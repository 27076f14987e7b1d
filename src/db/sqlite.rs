//! Database handle and schema migrations.

use std::path::Path;
use std::sync::{Arc, Mutex};

use rusqlite::Connection;

use super::DatabaseError;

/// Migrations applied in order at startup. Each script records its own
/// row in `schema_version`.
const MIGRATIONS: &[(i64, &str)] = &[(
    1,
    include_str!("../../resources/migrations/001_initial.sql"),
)];

/// Shared handle to the records database.
#[derive(Clone)]
pub struct Database {
    conn: Arc<Mutex<Connection>>,
}

impl Database {
    /// Open (or create) the database at `path` and bring the schema up
    /// to date.
    pub fn open(path: &Path) -> Result<Self, DatabaseError> {
        if let Some(parent) = path.parent() {
            std::fs::create_dir_all(parent)?;
        }
        tracing::debug!(path = %path.display(), "opening records database");

        let conn = Connection::open(path)?;
        configure(&conn)?;

        let db = Self {
            conn: Arc::new(Mutex::new(conn)),
        };
        db.migrate()?;
        Ok(db)
    }

    /// In-memory database with the full schema, for tests.
    pub fn open_in_memory() -> Result<Self, DatabaseError> {
        let conn = Connection::open_in_memory()?;
        configure(&conn)?;

        let db = Self {
            conn: Arc::new(Mutex::new(conn)),
        };
        db.migrate()?;
        Ok(db)
    }

    /// Clone of the underlying connection handle for stores.
    pub fn connection(&self) -> Arc<Mutex<Connection>> {
        self.conn.clone()
    }

    fn migrate(&self) -> Result<(), DatabaseError> {
        let conn = self.conn.lock().map_err(|_| DatabaseError::LockPoisoned)?;
        let current = schema_version(&conn);
        for (version, sql) in MIGRATIONS {
            if *version > current {
                conn.execute_batch(sql)?;
                tracing::info!(version, "applied database migration");
            }
        }
        Ok(())
    }
}

/// Connection pragmas. WAL keeps readers unblocked while an ingest
/// write commits.
fn configure(conn: &Connection) -> Result<(), DatabaseError> {
    conn.execute_batch(
        "PRAGMA journal_mode = WAL;
         PRAGMA synchronous = NORMAL;
         PRAGMA foreign_keys = ON;
         PRAGMA busy_timeout = 5000;",
    )?;
    Ok(())
}

/// Highest applied migration version, or 0 on a fresh database.
fn schema_version(conn: &Connection) -> i64 {
    conn.query_row(
        "SELECT COALESCE(MAX(version), 0) FROM schema_version",
        [],
        |row| row.get(0),
    )
    .unwrap_or(0)
}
= = = =
## Problem
Make a precise copy of the records in their entirety.

## Written response
repository 27076f14987e7b1d
filename src/db/sqlite.rs
//! Database handle and schema migrations.

use std::path::Path;
use std::sync::{Arc, Mutex};

use rusqlite::Connection;

use super::DatabaseError;

/// Migrations applied in order at startup. Each script records its own
/// row in `schema_version`.
const MIGRATIONS: &[(i64, &str)] = &[(
    1,
    include_str!("../../resources/migrations/001_initial.sql"),
)];

/// Shared handle to the records database.
#[derive(Clone)]
pub struct Database {
    conn: Arc<Mutex<Connection>>,
}

impl Database {
    /// Open (or create) the database at `path` and bring the schema up
    /// to date.
    pub fn open(path: &Path) -> Result<Self, DatabaseError> {
        if let Some(parent) = path.parent() {
            std::fs::create_dir_all(parent)?;
        }
        tracing::debug!(path = %path.display(), "opening records database");

        let conn = Connection::open(path)?;
        configure(&conn)?;

        let db = Self {
            conn: Arc::new(Mutex::new(conn)),
        };
        db.migrate()?;
        Ok(db)
    }

    /// In-memory database with the full schema, for tests.
    pub fn open_in_memory() -> Result<Self, DatabaseError> {
        let conn = Connection::open_in_memory()?;
        configure(&conn)?;

        let db = Self {
            conn: Arc::new(Mutex::new(conn)),
        };
        db.migrate()?;
        Ok(db)
    }

    /// Clone of the underlying connection handle for stores.
    pub fn connection(&self) -> Arc<Mutex<Connection>> {
        self.conn.clone()
    }

    fn migrate(&self) -> Result<(), DatabaseError> {
        let conn = self.conn.lock().map_err(|_| DatabaseError::LockPoisoned)?;
        let current = schema_version(&conn);
        for (version, sql) in MIGRATIONS {
            if *version > current {
                conn.execute_batch(sql)?;
                tracing::info!(version, "applied database migration");
            }
        }
        Ok(())
    }
}

/// Connection pragmas. WAL keeps readers unblocked while an ingest
/// write commits.
fn configure(conn: &Connection) -> Result<(), DatabaseError> {
    conn.execute_batch(
        "PRAGMA journal_mode = WAL;
         PRAGMA synchronous = NORMAL;
         PRAGMA foreign_keys = ON;
         PRAGMA busy_timeout = 5000;",
    )?;
    Ok(())
}

/// Highest applied migration version, or 0 on a fresh database.
fn schema_version(conn: &Connection) -> i64 {
    conn.query_row(
        "SELECT COALESCE(MAX(version), 0) FROM schema_version",
        [],
        |row| row.get(0),
    )
    .unwrap_or(0)
}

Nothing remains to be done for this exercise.